3לא תאכל עליו חמץ שבעת ימים תאכל עליו מצות לחם עני כי בחפזון יצאת מארץ מצרים למען תזכר את יום צאתך מארץ מצרים כל ימי חייך׃
3Gij zult niets gedesemds op hetzelve eten; zeven dagen zult gij ongezuurde op hetzelve eten, een brood der ellende, (want in der haast zijt gij uit Egypteland uitgetogen); opdat gij gedenkt aan den dag van uw uittrekken uit Egypteland, al de dagen uws levens.
4ולא יראה לך שאר בכל גבלך שבעת ימים ולא ילין מן הבשר אשר תזבח בערב ביום הראשון לבקר׃
4Er zal bij u in zeven dagen geen zuurdeeg gezien worden in enige uwer landpalen; ook zal van het vlees, dat gij aan den avond van den eersten dag geslacht zult hebben, niets tot den morgen overnachten.
5לא תוכל לזבח את הפסח באחד שעריך אשר יהוה אלהיך נתן לך׃
5Gij zult het pascha niet mogen slachten in een uwer poorten, die de HEERE, uw God, u geeft.

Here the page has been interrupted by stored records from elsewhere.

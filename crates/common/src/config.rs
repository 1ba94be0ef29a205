use std::time::Duration;

use crate::{Credentials, Error, Result, SessionKey, TradingMode};

const DEFAULT_BACKEND_URL: &str = "http://localhost:8083";
const DEFAULT_EXCHANGE_URL: &str = "https://api.binance.com";
const DEFAULT_TIMEOUT_SECS: u64 = 10;

/// All configuration loaded from environment variables at startup.
#[derive(Debug)]
pub struct Config {
    // Backend
    pub backend_url: String,
    pub backend_credentials: Credentials,
    pub request_timeout: Duration,

    // Session scoping; `None` means one is generated per orchestrator.
    pub session_key: Option<SessionKey>,

    // Trading
    pub trading_mode: TradingMode,
    pub symbol: String,
    pub paper_slippage_bps: f64,

    // Exchange credentials, required in live mode only
    pub exchange_url: String,
    pub exchange_api_key: Option<String>,
    pub exchange_secret: Option<String>,
}

impl Config {
    /// Load all configuration from environment variables.
    /// Loads `.env` if present.
    pub fn from_env() -> Result<Self> {
        let _ = dotenvy::dotenv(); // ignore error if .env not present
        Self::from_lookup(|key| std::env::var(key).ok())
    }

    /// Build a config from any key lookup. `from_env` passes the process
    /// environment; tests pass a map.
    pub fn from_lookup<F>(lookup: F) -> Result<Self>
    where
        F: Fn(&str) -> Option<String>,
    {
        let env = Env(lookup);

        let trading_mode = match env
            .optional("TRADING_MODE")
            .unwrap_or_else(|| "paper".to_string())
            .to_lowercase()
            .as_str()
        {
            "paper" => TradingMode::Paper,
            "live" => TradingMode::Live,
            other => {
                return Err(Error::Config(format!(
                    "TRADING_MODE must be 'paper' or 'live', got: '{other}'"
                )))
            }
        };

        let exchange_api_key = env.optional("EXCHANGE_API_KEY");
        let exchange_secret = env.optional("EXCHANGE_SECRET");
        if trading_mode == TradingMode::Live
            && (exchange_api_key.is_none() || exchange_secret.is_none())
        {
            return Err(Error::Config(
                "EXCHANGE_API_KEY and EXCHANGE_SECRET are required when TRADING_MODE=live"
                    .to_string(),
            ));
        }

        let timeout_secs = env.parsed("REQUEST_TIMEOUT_SECS", DEFAULT_TIMEOUT_SECS)?;
        if timeout_secs == 0 {
            return Err(Error::Config(
                "REQUEST_TIMEOUT_SECS must be greater than zero".to_string(),
            ));
        }

        Ok(Config {
            backend_url: env
                .optional("BACKEND_API_URL")
                .unwrap_or_else(|| DEFAULT_BACKEND_URL.to_string()),
            backend_credentials: Credentials::new(
                env.required("BACKEND_API_USERNAME")?,
                env.required("BACKEND_API_PASSWORD")?,
            ),
            request_timeout: Duration::from_secs(timeout_secs),
            session_key: env.optional("SESSION_KEY").map(SessionKey::new),
            trading_mode,
            symbol: env
                .optional("SYMBOL")
                .unwrap_or_else(|| "BTCUSDT".to_string())
                .to_uppercase(),
            paper_slippage_bps: env.parsed("PAPER_SLIPPAGE_BPS", 10.0)?,
            exchange_url: env
                .optional("EXCHANGE_API_URL")
                .unwrap_or_else(|| DEFAULT_EXCHANGE_URL.to_string()),
            exchange_api_key,
            exchange_secret,
        })
    }
}

struct Env<F>(F);

impl<F: Fn(&str) -> Option<String>> Env<F> {
    fn required(&self, key: &str) -> Result<String> {
        self.optional(key).ok_or_else(|| {
            Error::Config(format!(
                "Required environment variable '{key}' is not set. Check your .env file."
            ))
        })
    }

    /// Unset and blank values are both treated as absent.
    fn optional(&self, key: &str) -> Option<String> {
        (self.0)(key)
            .map(|v| v.trim().to_string())
            .filter(|v| !v.is_empty())
    }

    fn parsed<T: std::str::FromStr>(&self, key: &str, default: T) -> Result<T> {
        match self.optional(key) {
            None => Ok(default),
            Some(raw) => raw
                .parse()
                .map_err(|_| Error::Config(format!("{key} has an invalid value: '{raw}'"))),
        }
    }
}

6כי אם אל המקום אשר יבחר יהוה אלהיך לשכן שמו שם תזבח את הפסח בערב כבוא השמש מועד צאתך ממצרים׃
6Maar aan de plaats, die de HEERE, uw God, verkiezen zal om daar Zijn Naam te doen wonen, aldaar zult gij het pascha slachten aan den avond, als de zon ondergaat, ter bestemder tijd van uw uittrekken uit Egypte.

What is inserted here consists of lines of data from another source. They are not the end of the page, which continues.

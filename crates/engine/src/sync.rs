use std::collections::HashMap;
use std::future::Future;
use std::sync::Arc;

use tokio::sync::{Mutex, RwLock};
use tracing::{debug, info, warn};

use backend::CredentialCache;
use common::{
    BackendApi, BackendOrderId, Credential, Credentials, Error, ExchangeClient, ExchangeOrder,
    OrderRecord, OrderRequest, OrderSide, OrderStatus, OrderType, Result, SessionKey,
    StatusUpdate,
};

/// What a status sync did.
#[derive(Debug, Clone, PartialEq, Eq)]
pub enum StatusSync {
    Updated(BackendOrderId),
    /// The order was never mirrored, so there is nothing to update.
    NotMirrored,
}

/// A mirrored order. `status` stays locked across the transition check, the
/// backend call and the write, so updates to one order apply one at a time.
struct Mirrored {
    backend_id: BackendOrderId,
    status: Mutex<OrderStatus>,
}

/// Places orders on the exchange and mirrors each accepted one into the backend.
///
/// The exchange outcome is the only thing callers of `place_order` see.
/// Mirroring is best-effort: its failures are logged and dropped, so a backend
/// outage never blocks trading. Share one instance across tasks via `Arc`.
pub struct OrderSync {
    exchange: Arc<dyn ExchangeClient>,
    backend: Arc<dyn BackendApi>,
    credentials: CredentialCache,
    session_key: SessionKey,
    symbol: String,
    /// exchange order id -> mirrored record. Lost on restart.
    mirrored: RwLock<HashMap<String, Arc<Mirrored>>>,
}

impl OrderSync {
    /// `session_key` of `None` generates a fresh one for this instance.
    pub fn new(
        exchange: Arc<dyn ExchangeClient>,
        backend: Arc<dyn BackendApi>,
        credentials: Credentials,
        symbol: impl Into<String>,
        session_key: Option<SessionKey>,
    ) -> Self {
        let session_key = session_key.unwrap_or_else(SessionKey::generate);
        let symbol = symbol.into();
        info!(session_key = %session_key, symbol = %symbol, "OrderSync initialized");

        Self {
            credentials: CredentialCache::new(backend.clone(), credentials),
            exchange,
            backend,
            session_key,
            symbol,
            mirrored: RwLock::new(HashMap::new()),
        }
    }

    pub fn session_key(&self) -> &SessionKey {
        &self.session_key
    }

    pub fn symbol(&self) -> &str {
        &self.symbol
    }

    /// Backend id recorded for an exchange order, if mirroring succeeded.
    pub async fn backend_order_id(&self, exchange_order_id: &str) -> Option<BackendOrderId> {
        self.mirrored
            .read()
            .await
            .get(exchange_order_id)
            .map(|m| m.backend_id.clone())
    }

    /// Place an order on the exchange, then mirror it into the backend.
    ///
    /// Errors only when the exchange fails or rejects the order, in which case
    /// the backend is never contacted.
    pub async fn place_order(
        &self,
        side: OrderSide,
        quantity: f64,
        order_type: OrderType,
        price: Option<f64>,
    ) -> Result<ExchangeOrder> {
        let mut request = OrderRequest::market(self.symbol.clone(), side, quantity);
        request.order_type = order_type;
        request.price = price;
        self.submit(&request).await
    }

    /// `place_order` for a fully-built request. The request's symbol is used
    /// as given.
    pub async fn submit(&self, request: &OrderRequest) -> Result<ExchangeOrder> {
        info!(
            symbol = %request.symbol,
            side = %request.side,
            order_type = %request.order_type,
            qty = request.quantity,
            "Placing order"
        );

        let order = self.exchange.place_order(request).await?;
        if order.status == OrderStatus::Rejected {
            return Err(rejected(&order));
        }
        info!(
            exchange_order_id = %order.exchange_order_id,
            status = %order.status,
            "Order accepted by exchange"
        );

        match self.mirror(&order).await {
            Ok(backend_id) => info!(
                exchange_order_id = %order.exchange_order_id,
                backend_order_id = %backend_id,
                "Order mirrored to backend"
            ),
            Err(e) => warn!(
                exchange_order_id = %order.exchange_order_id,
                error_kind = e.kind(),
                url = e.url().unwrap_or("-"),
                http_status = e.status(),
                error = %e,
                "Failed to mirror order to backend; trading continues"
            ),
        }

        Ok(order)
    }

    /// Mirror an accepted exchange order into the backend and remember the id
    /// the backend assigned.
    ///
    /// `place_order` calls this and logs the error; it is public so the
    /// outcome can be inspected directly. Rejected orders are refused, and an
    /// order that is already mirrored returns its existing backend id.
    pub async fn mirror(&self, order: &ExchangeOrder) -> Result<BackendOrderId> {
        if order.status == OrderStatus::Rejected {
            return Err(rejected(order));
        }
        if let Some(existing) = self.backend_order_id(&order.exchange_order_id).await {
            debug!(
                exchange_order_id = %order.exchange_order_id,
                backend_order_id = %existing,
                "Order already mirrored"
            );
            return Ok(existing);
        }

        let record = OrderRecord::from_exchange(order, &self.session_key);
        let record = &record;
        let backend_id = self
            .with_token(|credential| async move {
                self.backend.create_order(record, credential.token()).await
            })
            .await?;

        // A concurrent mirror of the same order may have landed first; keep it.
        let mut mirrored = self.mirrored.write().await;
        let entry = mirrored
            .entry(order.exchange_order_id.clone())
            .or_insert_with(|| {
                Arc::new(Mirrored {
                    backend_id,
                    status: Mutex::new(order.status),
                })
            });
        Ok(entry.backend_id.clone())
    }

    /// Push a status change for a previously mirrored order. Never fails:
    /// an unknown order is a no-op and backend errors are logged.
    pub async fn update_order_status(&self, exchange_order_id: &str, update: StatusUpdate) {
        let status = update.status;
        match self.sync_status(exchange_order_id, update).await {
            Ok(StatusSync::Updated(backend_id)) => info!(
                exchange_order_id,
                backend_order_id = %backend_id,
                status = %status,
                "Order status mirrored"
            ),
            Ok(StatusSync::NotMirrored) => debug!(
                exchange_order_id,
                status = %status,
                "Order was never mirrored; skipping status update"
            ),
            Err(e) => warn!(
                exchange_order_id,
                status = %status,
                error_kind = e.kind(),
                url = e.url().unwrap_or("-"),
                http_status = e.status(),
                error = %e,
                "Failed to mirror status update"
            ),
        }
    }

    /// The fallible form of `update_order_status`.
    pub async fn sync_status(
        &self,
        exchange_order_id: &str,
        update: StatusUpdate,
    ) -> Result<StatusSync> {
        let Some(entry) = self.mirrored.read().await.get(exchange_order_id).cloned() else {
            return Ok(StatusSync::NotMirrored);
        };

        let mut status = entry.status.lock().await;
        if !status.can_transition_to(update.status) {
            return Err(Error::InvalidTransition {
                from: *status,
                to: update.status,
            });
        }

        let backend_id = &entry.backend_id;
        let update_ref = &update;
        self.with_token(|credential| async move {
            self.backend
                .update_order_status(backend_id, update_ref, credential.token())
                .await
        })
        .await?;

        *status = update.status;
        Ok(StatusSync::Updated(entry.backend_id.clone()))
    }

    /// Run a backend call with the cached token. If the backend refuses the
    /// token, log in again and retry exactly once.
    async fn with_token<T, F, Fut>(&self, call: F) -> Result<T>
    where
        F: Fn(Arc<Credential>) -> Fut,
        Fut: Future<Output = Result<T>>,
    {
        let credential = self.credentials.ensure_token().await?;
        match call(credential.clone()).await {
            Err(e) if e.is_auth() => {
                debug!(error = %e, "Backend refused token; re-authenticating once");
                let fresh = self.credentials.reauthenticate(&credential).await?;
                call(fresh).await
            }
            other => other,
        }
    }
}

fn rejected(order: &ExchangeOrder) -> Error {
    Error::Exchange(format!(
        "order {} rejected by exchange",
        order.exchange_order_id
    ))
}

7ובשלת ואכלת במקום אשר יבחר יהוה אלהיך בו ופנית בבקר והלכת לאהליך׃
7Dan zult gij het koken en eten in de plaats, die de HEERE, uw God, verkiezen zal; daarna zult gij u des morgens keren, en heengaan naar uw tenten.
8ששת ימים תאכל מצות וביום השביעי עצרת ליהוה אלהיך לא תעשה מלאכה׃
8Zes dagen zult gij ongezuurde broden eten, en aan den zevenden dag is een verbods dag den HEERE, uw God; dan zult gij geen werk doen.

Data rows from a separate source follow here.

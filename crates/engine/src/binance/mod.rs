pub mod rest;

pub use rest::BinanceClient;
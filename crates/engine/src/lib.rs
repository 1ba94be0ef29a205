pub mod binance;
pub mod sync;

pub use binance::BinanceClient;
pub use sync::{OrderSync, StatusSync};
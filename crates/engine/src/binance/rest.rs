use std::time::Duration;

use async_trait::async_trait;
use chrono::{TimeZone, Utc};
use hmac::{Hmac, Mac};
use reqwest::Client;
use serde::Deserialize;
use sha2::Sha256;
use tracing::debug;

use common::error::snippet;
use common::{
    Error, ExchangeClient, ExchangeOrder, OrderRequest, OrderStatus, OrderType, Result,
};

const ORDER_PATH: &str = "/api/v3/order";

/// REST API client for Binance spot. Used for order placement only.
pub struct BinanceClient {
    api_key: String,
    secret: String,
    base_url: String,
    http: Client,
}

impl BinanceClient {
    pub fn new(
        api_key: impl Into<String>,
        secret: impl Into<String>,
        base_url: &str,
        timeout: Duration,
    ) -> Result<Self> {
        let http = Client::builder()
            .use_rustls_tls()
            .timeout(timeout)
            .build()
            .map_err(|e| Error::Config(format!("Failed to build HTTP client: {e}")))?;

        Ok(Self {
            api_key: api_key.into(),
            secret: secret.into(),
            base_url: base_url.trim_end_matches('/').to_string(),
            http,
        })
    }

    fn timestamp_ms() -> i64 {
        Utc::now().timestamp_millis()
    }

    fn sign(&self, query: &str) -> Result<String> {
        type HmacSha256 = Hmac<Sha256>;
        let mut mac = HmacSha256::new_from_slice(self.secret.as_bytes())
            .map_err(|e| Error::Config(format!("Invalid exchange secret: {e}")))?;
        mac.update(query.as_bytes());
        Ok(hex::encode(mac.finalize().into_bytes()))
    }

    async fn signed_post(&self, path: &str, params: &str) -> Result<String> {
        let ts = Self::timestamp_ms();
        let query = format!("{params}&timestamp={ts}");
        let signature = self.sign(&query)?;
        let body = format!("{query}&signature={signature}");
        let url = format!("{}{path}", self.base_url);

        let resp = self
            .http
            .post(&url)
            .header("X-MBX-APIKEY", &self.api_key)
            .header("Content-Type", "application/x-www-form-urlencoded")
            .body(body)
            .send()
            .await
            .map_err(|e| Error::Exchange(format!("request to {url} failed: {e}")))?;

        let status = resp.status();
        let text = resp
            .text()
            .await
            .map_err(|e| Error::Exchange(format!("reading {url} failed: {e}")))?;

        if !status.is_success() {
            return Err(Error::Exchange(format!("HTTP {status}: {}", snippet(&text))));
        }
        Ok(text)
    }
}

/// Query string for `POST /api/v3/order`, without timestamp and signature.
fn order_params(request: &OrderRequest) -> Result<String> {
    let mut params = format!(
        "symbol={}&side={}&type={}&quantity={}&newClientOrderId={}&newOrderRespType=FULL",
        request.symbol, request.side, request.order_type, request.quantity, request.client_order_id
    );
    match (request.order_type, request.price) {
        (OrderType::Market, _) => {}
        (OrderType::Limit, Some(price)) => {
            params.push_str(&format!("&price={price}&timeInForce={}", request.time_in_force));
        }
        (OrderType::LimitMaker, Some(price)) => params.push_str(&format!("&price={price}")),
        (order_type, None) => {
            return Err(Error::Exchange(format!("{order_type} order requires a price")));
        }
    }
    Ok(params)
}

#[async_trait]
impl ExchangeClient for BinanceClient {
    async fn place_order(&self, request: &OrderRequest) -> Result<ExchangeOrder> {
        if request.quantity <= 0.0 {
            return Err(Error::Exchange(format!(
                "quantity must be positive, got {}",
                request.quantity
            )));
        }
        let params = order_params(request)?;

        debug!(symbol = %request.symbol, side = %request.side, "Submitting order to Binance");
        let body = self.signed_post(ORDER_PATH, &params).await?;

        let resp: OrderResponse = serde_json::from_str(&body).map_err(|e| {
            Error::Exchange(format!("unparseable order response ({e}): {}", snippet(&body)))
        })?;
        resp.into_exchange_order(request)
    }
}

// ─── Response types ───────────────────────────────────────────────────────────

#[derive(Deserialize)]
#[serde(rename_all = "camelCase")]
struct OrderResponse {
    order_id: u64,
    #[serde(default)]
    transact_time: Option<i64>,
    #[serde(default)]
    executed_qty: Option<String>,
    #[serde(default)]
    cummulative_quote_qty: Option<String>,
    status: String,
    #[serde(default)]
    fills: Vec<FillDetail>,
}

#[derive(Deserialize)]
struct FillDetail {
    #[serde(default)]
    commission: Option<String>,
}

fn parse_num(raw: Option<&str>) -> f64 {
    raw.and_then(|v| v.parse::<f64>().ok()).unwrap_or(0.0)
}

impl OrderResponse {
    fn into_exchange_order(self, request: &OrderRequest) -> Result<ExchangeOrder> {
        let status = OrderStatus::from_exchange(&self.status).ok_or_else(|| {
            Error::Exchange(format!("unknown order status '{}'", self.status))
        })?;
        let expired = self.status.to_ascii_uppercase().starts_with("EXPIRED");
        if status == OrderStatus::Rejected || expired {
            return Err(Error::Exchange(format!(
                "order {} {} by exchange",
                self.order_id,
                self.status.to_lowercase()
            )));
        }

        let filled_qty = parse_num(self.executed_qty.as_deref());
        let quote_qty = parse_num(self.cummulative_quote_qty.as_deref());
        let avg_price = (filled_qty > 0.0).then(|| quote_qty / filled_qty);
        let commission = self
            .fills
            .iter()
            .map(|f| parse_num(f.commission.as_deref()))
            .sum();
        let created_at = self
            .transact_time
            .and_then(|ms| Utc.timestamp_millis_opt(ms).single())
            .unwrap_or_else(Utc::now);

        Ok(ExchangeOrder {
            exchange_order_id: self.order_id.to_string(),
            symbol: request.symbol.clone(),
            side: request.side,
            order_type: request.order_type,
            quantity: request.quantity,
            price: request.price,
            filled_qty,
            avg_price,
            status,
            time_in_force: request.time_in_force,
            commission,
            created_at,
        })
    }
}
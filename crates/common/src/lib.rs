pub mod backend;
pub mod config;
pub mod error;
pub mod exchange;
pub mod types;

pub use backend::{BackendApi, Credential, Credentials};
pub use config::Config;
pub use error::{Error, Result};
pub use exchange::ExchangeClient;
pub use types::*;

9שבעה שבעת תספר לך מהחל חרמש בקמה תחל לספר שבעה שבעות׃
9Zeven weken zult gij u tellen; van dat men met de sikkel begint in het staande koren, zult gij de zeven weken beginnen te tellen.
10ועשית חג שבעות ליהוה אלהיך מסת נדבת ידך אשר תתן כאשר יברכך יהוה אלהיך׃
10Daarna zult gij den HEERE, uw God, het feest der weken houden; het zal een vrijwillige schatting uwer hand zijn, dat gij geven zult, naardat u de HEERE, uw God, zal gezegend hebben.
11ושמחת לפני יהוה אלהיך אתה ובנך ובתך ועבדך ואמתך והלוי אשר בשעריך והגר והיתום והאלמנה אשר בקרבך במקום אשר יבחר יהוה אלהיך לשכן שמו שם׃
11En gij zult vrolijk zijn voor het aangezicht des HEEREN, uws Gods, gij, en uw zoon, en uw dochter, en uw dienstknecht, en uw dienstmaagd, en de Leviet, die in uw poorten is, en de vreemdeling, en de wees, en de weduwe, die in het midden van u zijn; in de plaats, die de HEERE, uw God, zal verkiezen, om Zijnen Naam aldaar te doen wonen.
12וזכרת כי עבד היית במצרים ושמרת ועשית את החקים האלה׃
12En gij zult gedenken, dat gij een dienstknecht geweest zijt in Egypte; en gij zult deze inzettingen houden en doen.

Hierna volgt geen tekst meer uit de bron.